The Aberdare sub-class was armed with a quick-firing (QF) 4 in gun forward of the bridge and a QF twelve-pounder (3-inch (76.2 mm)) anti-aircraft gun aft. Some ships were fitted with six- or three-pounder guns in lieu of the twelve-pounder.

==Construction and career==
HMS Aberdare, named after the eponymous Welsh town, was built by the Ailsa Shipbuilding Company at its shipyard in Troon, Ayrshire. She was launched on 29 April 1918, and completed on 3 October 1918.

Aberdare was sent to the Mediterranean Sea on commissioning, joining the British Aegean Squadron, but was paid off into reserve at Malta on 26 November 1919.

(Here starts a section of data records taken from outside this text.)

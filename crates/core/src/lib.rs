//! Shared configuration and logging bootstrap for the alertlink integrations.
//!
//! The integration crates (`alertlink-pagerduty`, `alertlink-slack`) are
//! embedded by a host process; this crate holds the concerns they share:
//!
//! - **Config** (`config`) - typed `AppConfig` loaded from an optional TOML
//!   file plus `ALERTLINK_*` environment overrides
//! - **Telemetry** (`telemetry`) - `tracing` subscriber installation

pub mod config;
pub mod telemetry;

pub use config::{
    AppConfig, ConfigError, ConfigOverrides, LoadOptions, LogFormat, LoggingConfig,
    PagerdutyConfig, SlackEventsConfig,
};
pub use telemetry::init_logging;
use std::collections::BTreeSet;
use std::sync::Arc;

use async_trait::async_trait;
use metrics::counter;
use secrecy::SecretString;
use thiserror::Error;
use tracing::{debug, error, warn};

use alertlink_core::config::PagerdutyConfig;

use crate::client::AlertTransport;
use crate::payload::{build_trigger_payload, PayloadContext, StandardTagResolver, TagLabelResolver};
use crate::severity::Severity;
use crate::snapshot::{ErrorGroup, EventSnapshot, NotifyRule};

/// Stored PagerDuty account connection. Looked up per notification, never
/// mutated here.
#[derive(Clone, Debug)]
pub struct Integration {
    pub id: u64,
    pub name: String,
    pub organization_id: u64,
    pub routing_key: SecretString,
}

#[derive(Debug, Error, Clone, PartialEq, Eq)]
pub enum IntegrationStoreError {
    #[error("integration lookup failed: {0}")]
    Lookup(String),
}

/// Lookup seam for integration credentials held by the host.
#[async_trait]
pub trait IntegrationStore: Send + Sync {
    async fn find(
        &self,
        organization_id: u64,
        integration_id: u64,
    ) -> Result<Option<Integration>, IntegrationStoreError>;
}

/// Rule configuration: which integration to page, an optional severity
/// override, and the tag keys surfaced in the alert.
#[derive(Clone, Debug, PartialEq, Eq)]
pub struct RuleSettings {
    pub integration_id: u64,
    pub severity: Option<Severity>,
    pub tags: BTreeSet<String>,
}

#[derive(Clone, Copy, Debug, PartialEq, Eq)]
pub enum NotifyOutcome {
    Delivered,
    GroupIgnored,
    IntegrationMissing,
    LookupFailed,
    RejectedByApi,
    DeliveryFailed,
}

/// The per-rule notification work unit. The host's task queue runs one of
/// these per matching rule, deduplicated by [`NotifyAction::work_key`].
pub struct NotifyAction<S> {
    store: S,
    transport: Arc<dyn AlertTransport>,
    resolver: Arc<dyn TagLabelResolver>,
    settings: RuleSettings,
    organization_id: u64,
    url_prefix: String,
}

impl<S> NotifyAction<S>
where
    S: IntegrationStore,
{
    pub fn new(
        store: S,
        transport: Arc<dyn AlertTransport>,
        settings: RuleSettings,
        organization_id: u64,
        config: &PagerdutyConfig,
    ) -> Self {
        Self {
            store,
            transport,
            resolver: Arc::new(StandardTagResolver),
            settings,
            organization_id,
            url_prefix: config.url_prefix.clone(),
        }
    }

    pub fn with_resolver(mut self, resolver: Arc<dyn TagLabelResolver>) -> Self {
        self.resolver = resolver;
        self
    }

    /// Deduplication key for the host task queue: one deferred work unit per
    /// integration, whatever the host decides to batch under it.
    pub fn work_key(&self) -> String {
        format!("pagerduty:{}", self.settings.integration_id)
    }

    /// Builds and submits one alert. Every failure mode is absorbed here so
    /// rule evaluation for other actions is never disrupted.
    pub async fn notify(
        &self,
        group: &ErrorGroup,
        event: Option<&EventSnapshot>,
        matched_rules: &[NotifyRule],
    ) -> NotifyOutcome {
        if group.status.is_ignored() {
            debug!(
                event_name = "rule.skip.pagerduty_group_ignored",
                group_id = group.id,
                "group is ignored; skipping notification"
            );
            return NotifyOutcome::GroupIgnored;
        }

        let integration =
            match self.store.find(self.organization_id, self.settings.integration_id).await {
                Ok(Some(integration)) => integration,
                Ok(None) => {
                    // Integration removed; the rule stays configured but inert.
                    debug!(
                        event_name = "rule.skip.pagerduty_integration_missing",
                        integration_id = self.settings.integration_id,
                        "integration no longer exists; skipping notification"
                    );
                    return NotifyOutcome::IntegrationMissing;
                }
                Err(lookup_error) => {
                    error!(
                        event_name = "rule.fail.pagerduty_lookup",
                        error_message = %lookup_error,
                        integration_id = self.settings.integration_id,
                        "integration lookup failed; skipping notification"
                    );
                    return NotifyOutcome::LookupFailed;
                }
            };

        let severity = self.resolve_severity(event);
        let context = PayloadContext {
            group,
            event,
            rules: matched_rules,
            url_prefix: &self.url_prefix,
        };
        let payload = build_trigger_payload(
            &context,
            &integration.routing_key,
            severity,
            &self.settings.tags,
            self.resolver.as_ref(),
        );

        // Counts attempts, not confirmed deliveries.
        counter!("alert.sent", "instance" => "pagerduty.alert").increment(1);

        match self.transport.send_trigger(&payload).await {
            Ok(response) if response.is_success() => NotifyOutcome::Delivered,
            Ok(response) => {
                error!(
                    event_name = "rule.fail.pagerduty_post",
                    api_status = %response.status,
                    api_message = response.message.as_deref().unwrap_or(""),
                    api_errors = ?response.errors,
                    "events api did not accept the alert"
                );
                NotifyOutcome::RejectedByApi
            }
            Err(send_error) => {
                error!(
                    event_name = "rule.fail.pagerduty_post",
                    error_message = %send_error,
                    error_class = send_error.class(),
                    "events api call failed"
                );
                NotifyOutcome::DeliveryFailed
            }
        }
    }

    fn resolve_severity(&self, event: Option<&EventSnapshot>) -> Severity {
        if let Some(severity) = self.settings.severity {
            return severity;
        }

        let level = event.and_then(EventSnapshot::level);
        match level.and_then(Severity::from_level) {
            Some(severity) => severity,
            None => {
                warn!(
                    event_name = "rule.flag.pagerduty_severity",
                    level = level.unwrap_or("missing"),
                    "event level has no severity mapping and the rule has no override; defaulting to error"
                );
                Severity::Error
            }
        }
    }
}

Aberdare was placed into reserve at Singapore on 4 April 1937, and in February 1939, remained in reserve as part of the 2nd Minesweeping Flotilla at Singapore. In 1943 Aberdare was part of the 2nd M/S Flotilla based at Alexandria. During that year the flotilla swept minefields outside Mersa Matruh and other harbours in Libya, and off Malta and the south coast of Sicily. From January to September 1944 the flotilla was engaged in sweeping an inshore channel from Taranto round the heel of Italy and thence up the Adriatic coast as far north as Ancona.

In October 1944, it was reported that the old minesweepers of the 2nd Flotilla, including Aberdare, would shortly be paid off. From 1945 to 1947, Aberdare was used for harbour service at Malta. She was sold to the Belgian company Dohmen & Habets for mercantile use on 13 March 1947.